… and it’s not just the heat. In this catastrophic summer of 2012 a rancher’s mind races like an antelope trapped in a highway median. Sure, the unprecedented lack of rain and the record heat is an act of God, but that does not let you completely off the hook. You entered into a relationship with this land and you knew what you were getting into.
We have always taken pride in the management of this ranch and have gone to great efforts to show the land, the buffalo, and our management to anyone who is truly interested. But this summer the joy has gone out of those tours. By actual surveys, the population of ground nesting birds is a fraction of what it has been in the proceeding few years. This year, the fresh water springs that have run out of our hillsides for eons show only a hint of green. The lawn is wasted with brow grass and invasive weeds. The fruit trees droop and the garden just can’t grow with rationed well water. In the fields where we planted expensive native grasses, the tiny shoots lay dormant. And, the prairie dog towns blow dust when the hot wind blows.

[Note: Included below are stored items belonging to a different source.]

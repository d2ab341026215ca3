use std::fmt::Display;
use std::ops::RangeInclusive;

use cpal::traits::{DeviceTrait, HostTrait};
use serde::{Deserialize, Serialize};
use thiserror::Error;

const PREFERRED_SAMPLE_RATE: u32 = 48_000;
const PREFERRED_BUFFER_SIZE: u32 = 512;

/// Where and how the live engine outputs.
#[derive(Debug, Clone)]
pub struct Config {
    pub output_device: OutputDevice,
    pub output_config: OutputConfig,
}
impl Config {
    /// The default device of the default host, in its preferred configuration.
    pub fn default_output() -> Result<Self, InvalidConfigError> {
        let host = Host::default();
        let output_device = host
            .default_output_device()?
            .ok_or(InvalidConfigError::NoDevice)?;
        let output_config = output_device.default_config_range()?.default_config();
        Ok(Self {
            output_device,
            output_config,
        })
    }
}

#[derive(Debug, Clone, PartialEq, Eq, Serialize, Deserialize)]
pub struct OutputConfig {
    pub channels: u16,
    pub sample_format: SampleFormat,
    pub sample_rate: u32,

    /// Buffer size in frames.
    /// If `None`, the default buffer size is used.
    pub buffer_size: Option<u32>,
}
impl OutputConfig {
    pub(crate) fn stream_config(&self) -> cpal::StreamConfig {
        cpal::StreamConfig {
            channels: self.channels,
            sample_rate: cpal::SampleRate(self.sample_rate),
            buffer_size: match self.buffer_size {
                Some(size) => cpal::BufferSize::Fixed(size),
                None => cpal::BufferSize::Default,
            },
        }
    }
}

#[derive(Debug, Clone, PartialEq, Eq)]
pub struct Host {
    name: String,
}
impl Host {
    pub fn name(&self) -> &str {
        &self.name
    }

    pub fn available() -> impl Iterator<Item = Host> {
        cpal::available_hosts().into_iter().map(|id| Host {
            name: id.name().into(),
        })
    }

    pub fn output_devices(&self) -> Result<Vec<OutputDevice>, HostUnavailableError> {
        let devices = self.raw()?.output_devices().map_err(|e| {
            log::warn!("Failed to list output devices of '{}': {e}", self.name);
            self.unavailable()
        })?;
        Ok(devices
            .filter_map(|device| device.name().ok())
            .map(|name| OutputDevice {
                host: self.clone(),
                name,
            })
            .collect())
    }

    pub fn default_output_device(&self) -> Result<Option<OutputDevice>, HostUnavailableError> {
        Ok(self
            .raw()?
            .default_output_device()
            .and_then(|device| device.name().ok())
            .map(|name| OutputDevice {
                host: self.clone(),
                name,
            }))
    }

    fn unavailable(&self) -> HostUnavailableError {
        HostUnavailableError {
            name: self.name.clone(),
        }
    }

    pub(crate) fn raw(&self) -> Result<cpal::Host, HostUnavailableError> {
        let id = cpal::available_hosts()
            .into_iter()
            .find(|host| host.name() == self.name)
            .ok_or_else(|| self.unavailable())?;

        cpal::host_from_id(id).map_err(|cpal::HostUnavailable| self.unavailable())
    }
}
impl Default for Host {
    fn default() -> Self {
        Self {
            name: cpal::default_host().id().name().into(),
        }
    }
}

#[derive(Debug, Clone, PartialEq, Eq)]
pub struct OutputDevice {
    host: Host,
    name: String,
}
impl OutputDevice {
    pub fn host(&self) -> &Host {
        &self.host
    }

    pub fn name(&self) -> &str {
        &self.name
    }

    /// Every configuration range the device supports in a sample format the engine can output.
    pub fn supported_config_ranges(&self) -> Result<Vec<OutputConfigRange>, DeviceUnavailableError> {
        let configs = self
            .raw()?
            .supported_output_configs()
            .map_err(|_| self.unavailable())?;
        Ok(configs
            .filter_map(|config| {
                let sample_format = SampleFormat::try_from(config.sample_format()).ok()?;
                let buffer_size = match config.buffer_size() {
                    cpal::SupportedBufferSize::Range { min, max } => Some((*min)..=(*max)),
                    cpal::SupportedBufferSize::Unknown => None,
                };
                Some(OutputConfigRange {
                    channels: config.channels(),
                    sample_format,
                    sample_rate: config.min_sample_rate().0..=config.max_sample_rate().0,
                    buffer_size,
                })
            })
            .collect())
    }

    pub fn default_config_range(&self) -> Result<OutputConfigRange, InvalidConfigError> {
        let config = self
            .raw()?
            .default_output_config()
            .map_err(|e| InvalidConfigError::Unsupported(e.to_string()))?;
        let sample_format = SampleFormat::try_from(config.sample_format())?;
        let sample_rate = config.sample_rate().0..=config.sample_rate().0;
        let buffer_size = match config.buffer_size() {
            cpal::SupportedBufferSize::Unknown => None,

            // Some backends report the full range when they mean unknown
            cpal::SupportedBufferSize::Range {
                min: u32::MIN,
                max: u32::MAX,
            } => None,

            cpal::SupportedBufferSize::Range { min, max } => Some((*min)..=(*max)),
        };
        Ok(OutputConfigRange {
            channels: config.channels(),
            sample_format,
            sample_rate,
            buffer_size,
        })
    }

    fn unavailable(&self) -> DeviceUnavailableError {
        DeviceUnavailableError::DeviceUnavailable(self.name.clone())
    }

    pub(crate) fn raw(&self) -> Result<cpal::Device, DeviceUnavailableError> {
        let host = self
            .host
            .raw()
            .map_err(|e| DeviceUnavailableError::HostUnavailable(e.name))?;

        host.output_devices()
            .map_err(|_| self.unavailable())?
            .find(|device| device.name().map(|name| name == self.name).unwrap_or(false))
            .ok_or_else(|| self.unavailable())
    }
}

#[derive(Debug, Clone, PartialEq, Eq)]
pub struct OutputConfigRange {
    channels: u16,
    sample_format: SampleFormat,
    sample_rate: RangeInclusive<u32>,
    buffer_size: Option<RangeInclusive<u32>>,
}
impl OutputConfigRange {
    pub fn channels(&self) -> u16 {
        self.channels
    }
    pub fn sample_format(&self) -> SampleFormat {
        self.sample_format
    }
    pub fn sample_rate(&self) -> &RangeInclusive<u32> {
        &self.sample_rate
    }
    pub fn buffer_size(&self) -> Option<&RangeInclusive<u32>> {
        self.buffer_size.as_ref()
    }

    /// The preferred sample rate and buffer size, as close as the range allows.
    pub fn default_config(&self) -> OutputConfig {
        let sample_rate =
            PREFERRED_SAMPLE_RATE.clamp(*self.sample_rate.start(), *self.sample_rate.end());

        let buffer_size = self
            .buffer_size
            .as_ref()
            .map(|range| PREFERRED_BUFFER_SIZE.clamp(*range.start(), *range.end()));

        OutputConfig {
            channels: self.channels,
            sample_format: self.sample_format,
            sample_rate,
            buffer_size,
        }
    }
}

#[derive(Debug, Clone, Copy, PartialEq, Eq, Hash, Serialize, Deserialize)]
pub enum SampleFormat {
    I8,
    I16,
    I32,
    I64,
    U8,
    U16,
    U32,
    U64,
    F32,
    F64,
}
impl Display for SampleFormat {
    fn fmt(&self, f: &mut std::fmt::Formatter<'_>) -> std::fmt::Result {
        match self {
            SampleFormat::I8 => write!(f, "8-bit"),
            SampleFormat::I16 => write!(f, "16-bit"),
            SampleFormat::I32 => write!(f, "32-bit"),
            SampleFormat::I64 => write!(f, "64-bit"),
            SampleFormat::U8 => write!(f, "8-bit unsigned"),
            SampleFormat::U16 => write!(f, "16-bit unsigned"),
            SampleFormat::U32 => write!(f, "32-bit unsigned"),
            SampleFormat::U64 => write!(f, "64-bit unsigned"),
            SampleFormat::F32 => write!(f, "32-bit floating point"),
            SampleFormat::F64 => write!(f, "64-bit floating point"),
        }
    }
}
impl TryFrom<cpal::SampleFormat> for SampleFormat {
    type Error = InvalidConfigError;

    fn try_from(sample_format: cpal::SampleFormat) -> Result<Self, Self::Error> {
        Ok(match sample_format {
            cpal::SampleFormat::I8 => Self::I8,
            cpal::SampleFormat::I16 => Self::I16,
            cpal::SampleFormat::I32 => Self::I32,
            cpal::SampleFormat::I64 => Self::I64,
            cpal::SampleFormat::U8 => Self::U8,
            cpal::SampleFormat::U16 => Self::U16,
            cpal::SampleFormat::U32 => Self::U32,
            cpal::SampleFormat::U64 => Self::U64,
            cpal::SampleFormat::F32 => Self::F32,
            cpal::SampleFormat::F64 => Self::F64,
            other => {
                return Err(InvalidConfigError::Unsupported(format!(
                    "Sample format {other}"
                )))
            }
        })
    }
}

#[derive(Debug, Clone, PartialEq, Eq, Error)]
#[error("Host '{name}' is not available")]
pub struct HostUnavailableError {
    name: String,
}

#[derive(Debug, Clone, PartialEq, Eq, Error)]
pub enum DeviceUnavailableError {
    #[error("Host '{0}' is not available")]
    HostUnavailable(String),
    #[error("Device '{0}' is not available")]
    DeviceUnavailable(String),
}

#[derive(Debug, Clone, PartialEq, Eq, Error)]
pub enum InvalidConfigError {
    #[error("No output device available")]
    NoDevice,

    #[error(transparent)]
    HostUnavailable(#[from] HostUnavailableError),

    #[error(transparent)]
    DeviceUnavailable(#[from] DeviceUnavailableError),

    #[error("Unsupported configuration: {0}")]
    Unsupported(String),

    #[error("Failed to start stream: {0}")]
    Stream(String),
}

By the end of August, Jill and I decided to stop the ranch tours for two reasons. First, the dryness creates a constant fire danger, and the second reason (and perhaps the bigger of the two), is that the condition of the ranch is depressing, an embarrassment for those of us who have invested so much in making it a laboratory for restoration.
Except for one, the summer pastures are used up. I was saving that one for the sharp-tailed grouse to use this winter for hunting with my falcon. But it looks like the grouse will have to winter in the the river bottoms and feed off the cottonwood buds. They will survive, and likely thrive as they always have.
The buffalo too will thrive. They look much better than the land and after they have used up that last pasture, they will move out onto the National Grasslands where the grass is still good. The cattle that summer on the Grasslands drifted out of the hills a couple of months ago to be near the river where they could get water during that string of days when the temperature rose far above a hundred degrees. The highlands are practically untouched and the buffalo will revel in the grass that nature has stored for any animal with the capacity to travel for their water. Life will go on naturally for the inhabitants of this land who have evolved to handle such hardships. The rest of us will have to learn.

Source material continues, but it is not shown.